With respect to the word "base", report how many lines of the following listing include it. Give nothing but the number.

_Records provided:_
====================
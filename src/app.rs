use eframe::egui::{self, Align2, Color32, FontId, Id, LayerId, Order};

use crate::state::AppState;
use crate::ui::{dashboard, panels};

// ---------------------------------------------------------------------------
// eframe App implementation
// ---------------------------------------------------------------------------

#[derive(Default)]
pub struct DashboardApp {
    pub state: AppState,
}

impl DashboardApp {
    /// Load the first file dropped onto the window, and dim the window while
    /// a drag hovers over it.
    fn handle_dropped_files(&mut self, ctx: &egui::Context) {
        let hovering = ctx.input(|i| !i.raw.hovered_files.is_empty());
        if hovering {
            let painter = ctx.layer_painter(LayerId::new(Order::Foreground, Id::new("drop_overlay")));
            let screen = ctx.screen_rect();
            painter.rect_filled(screen, 0.0, Color32::from_black_alpha(160));
            painter.text(
                screen.center(),
                Align2::CENTER_CENTER,
                "Drop a CSV file to load it",
                FontId::proportional(22.0),
                Color32::WHITE,
            );
        }

        let dropped = ctx.input(|i| i.raw.dropped_files.first().and_then(|f| f.path.clone()));
        if let Some(path) = dropped {
            panels::load_path(&mut self.state, &path);
        }
    }
}

impl eframe::App for DashboardApp {
    fn update(&mut self, ctx: &egui::Context, _frame: &mut eframe::Frame) {
        self.handle_dropped_files(ctx);

        // ---- Top panel: menu bar ----
        egui::TopBottomPanel::top("top_bar").show(ctx, |ui| {
            panels::top_bar(ui, &mut self.state);
        });

        // ---- Left side panel: filters ----
        egui::SidePanel::left("filter_panel")
            .default_width(220.0)
            .resizable(true)
            .show(ctx, |ui| {
                panels::side_panel(ui, &mut self.state);
            });

        // ---- Central panel: charts ----
        egui::CentralPanel::default().show(ctx, |ui| {
            dashboard::central_panel(ui, &self.state);
        });
    }
}
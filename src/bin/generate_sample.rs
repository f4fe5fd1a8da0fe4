use serde::Serialize;

#[derive(Serialize)]
struct SampleRow {
    #[serde(rename = "Country")]
    country: &'static str,
    #[serde(rename = "Year")]
    year: i64,
    #[serde(rename = "IT_Specialists")]
    it_specialists: String,
    #[serde(rename = "IT_Export_Million_USD")]
    it_export_million_usd: String,
    #[serde(rename = "Startups")]
    startups: String,
    #[serde(rename = "Investments_Million_USD")]
    investments_million_usd: String,
}

/// Starting level in 2015 and yearly growth rate per metric.
struct CountryProfile {
    name: &'static str,
    specialists: (f64, f64),
    export: (f64, f64),
    startups: (f64, f64),
    investments: (f64, f64),
}

const PROFILES: [CountryProfile; 4] = [
    CountryProfile {
        name: "India",
        specialists: (3_900_000.0, 0.08),
        export: (108_000.0, 0.09),
        startups: (4_200.0, 0.12),
        investments: (9_000.0, 0.15),
    },
    CountryProfile {
        name: "Poland",
        specialists: (380_000.0, 0.05),
        export: (6_500.0, 0.11),
        startups: (2_700.0, 0.07),
        investments: (350.0, 0.14),
    },
    CountryProfile {
        name: "Israel",
        specialists: (290_000.0, 0.04),
        export: (16_000.0, 0.10),
        startups: (6_000.0, 0.05),
        investments: (4_400.0, 0.18),
    },
    CountryProfile {
        name: "Ukraine",
        specialists: (160_000.0, 0.09),
        export: (2_500.0, 0.17),
        startups: (1_100.0, 0.08),
        investments: (260.0, 0.16),
    },
];

/// Minimal deterministic PRNG (xoshiro256**)
struct SimpleRng {
    state: [u64; 4],
}

impl SimpleRng {
    fn new(seed: u64) -> Self {
        let mut s = [0u64; 4];
        let mut x = seed;
        for slot in &mut s {
            x = x.wrapping_mul(6364136223846793005).wrapping_add(1);
            *slot = x;
        }
        SimpleRng { state: s }
    }

    fn next_u64(&mut self) -> u64 {
        let result = (self.state[1].wrapping_mul(5))
            .rotate_left(7)
            .wrapping_mul(9);
        let t = self.state[1] << 17;
        self.state[2] ^= self.state[0];
        self.state[3] ^= self.state[1];
        self.state[1] ^= self.state[2];
        self.state[0] ^= self.state[3];
        self.state[2] ^= t;
        self.state[3] = self.state[3].rotate_left(45);
        result
    }

    fn next_f64(&mut self) -> f64 {
        (self.next_u64() >> 11) as f64 / (1u64 << 53) as f64
    }

    /// Multiplicative noise factor in `1 ± spread`.
    fn jitter(&mut self, spread: f64) -> f64 {
        1.0 + (self.next_f64() * 2.0 - 1.0) * spread
    }
}

fn grow(rng: &mut SimpleRng, (base, rate): (f64, f64), years: i32) -> f64 {
    base * (1.0 + rate).powi(years) * rng.jitter(0.05)
}

fn main() {
    let mut rng = SimpleRng::new(42);
    let output_path = "sample_it_metrics.csv";
    let mut writer = csv::Writer::from_path(output_path).expect("Failed to create output file");

    let mut rows = 0;
    for year in 2015..=2023 {
        for profile in &PROFILES {
            let elapsed = (year - 2015) as i32;
            let mut row = SampleRow {
                country: profile.name,
                year,
                it_specialists: format!("{:.0}", grow(&mut rng, profile.specialists, elapsed)),
                it_export_million_usd: format!("{:.1}", grow(&mut rng, profile.export, elapsed)),
                startups: format!("{:.0}", grow(&mut rng, profile.startups, elapsed)),
                investments_million_usd: format!(
                    "{:.1}",
                    grow(&mut rng, profile.investments, elapsed)
                ),
            };

            // A few unreported cells so the dashboard's missing-value path shows up.
            if profile.name == "Ukraine" && year == 2022 {
                row.investments_million_usd = "n/a".to_string();
            }
            if profile.name == "Israel" && year == 2016 {
                row.startups = String::new();
            }

            writer.serialize(&row).expect("Failed to write row");
            rows += 1;
        }
    }
    writer.flush().expect("Failed to flush output");

    println!("Wrote {rows} rows to {output_path}");
}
====================
_Answer for this exercise:_ 2